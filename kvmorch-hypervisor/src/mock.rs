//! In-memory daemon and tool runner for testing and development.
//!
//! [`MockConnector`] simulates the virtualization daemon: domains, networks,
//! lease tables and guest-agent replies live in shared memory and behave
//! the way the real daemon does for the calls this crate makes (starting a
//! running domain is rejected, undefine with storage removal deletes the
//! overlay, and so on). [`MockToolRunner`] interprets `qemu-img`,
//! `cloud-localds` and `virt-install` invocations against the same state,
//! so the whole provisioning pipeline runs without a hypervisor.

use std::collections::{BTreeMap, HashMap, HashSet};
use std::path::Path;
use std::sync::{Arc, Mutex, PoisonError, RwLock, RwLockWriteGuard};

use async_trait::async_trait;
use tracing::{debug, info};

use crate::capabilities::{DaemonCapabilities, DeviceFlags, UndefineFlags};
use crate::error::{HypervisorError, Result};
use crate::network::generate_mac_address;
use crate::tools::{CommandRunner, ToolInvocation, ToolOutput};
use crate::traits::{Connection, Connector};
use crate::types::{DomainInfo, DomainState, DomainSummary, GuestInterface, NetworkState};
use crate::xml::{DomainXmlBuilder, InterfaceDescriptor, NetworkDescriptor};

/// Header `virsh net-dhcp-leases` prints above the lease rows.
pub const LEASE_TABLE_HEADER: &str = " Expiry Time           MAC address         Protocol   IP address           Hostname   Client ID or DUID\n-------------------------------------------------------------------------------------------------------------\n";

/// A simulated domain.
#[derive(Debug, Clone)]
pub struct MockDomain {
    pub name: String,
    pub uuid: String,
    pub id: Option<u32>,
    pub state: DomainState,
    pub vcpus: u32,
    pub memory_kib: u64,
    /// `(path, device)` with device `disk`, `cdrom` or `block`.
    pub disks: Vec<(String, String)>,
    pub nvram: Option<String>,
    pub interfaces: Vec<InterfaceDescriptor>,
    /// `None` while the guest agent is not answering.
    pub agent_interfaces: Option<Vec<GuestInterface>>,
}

■ ■ ■

* **Goal of the exercise**: With no additions or omissions, transcribe every record.

* **Task response**:
filename kvmorch-hypervisor/src/mock.rs
//! In-memory daemon and tool runner for testing and development.
//!
//! [`MockConnector`] simulates the virtualization daemon: domains, networks,
//! lease tables and guest-agent replies live in shared memory and behave
//! the way the real daemon does for the calls this crate makes (starting a
//! running domain is rejected, undefine with storage removal deletes the
//! overlay, and so on). [`MockToolRunner`] interprets `qemu-img`,
//! `cloud-localds` and `virt-install` invocations against the same state,
//! so the whole provisioning pipeline runs without a hypervisor.

use std::collections::{BTreeMap, HashMap, HashSet};
use std::path::Path;
use std::sync::{Arc, Mutex, PoisonError, RwLock, RwLockWriteGuard};

use async_trait::async_trait;
use tracing::{debug, info};

use crate::capabilities::{DaemonCapabilities, DeviceFlags, UndefineFlags};
use crate::error::{HypervisorError, Result};
use crate::network::generate_mac_address;
use crate::tools::{CommandRunner, ToolInvocation, ToolOutput};
use crate::traits::{Connection, Connector};
use crate::types::{DomainInfo, DomainState, DomainSummary, GuestInterface, NetworkState};
use crate::xml::{DomainXmlBuilder, InterfaceDescriptor, NetworkDescriptor};

/// Header `virsh net-dhcp-leases` prints above the lease rows.
pub const LEASE_TABLE_HEADER: &str = " Expiry Time           MAC address         Protocol   IP address           Hostname   Client ID or DUID\n-------------------------------------------------------------------------------------------------------------\n";

/// A simulated domain.
#[derive(Debug, Clone)]
pub struct MockDomain {
    pub name: String,
    pub uuid: String,
    pub id: Option<u32>,
    pub state: DomainState,
    pub vcpus: u32,
    pub memory_kib: u64,
    /// `(path, device)` with device `disk`, `cdrom` or `block`.
    pub disks: Vec<(String, String)>,
    pub nvram: Option<String>,
    pub interfaces: Vec<InterfaceDescriptor>,
    /// `None` while the guest agent is not answering.
    pub agent_interfaces: Option<Vec<GuestInterface>>,
}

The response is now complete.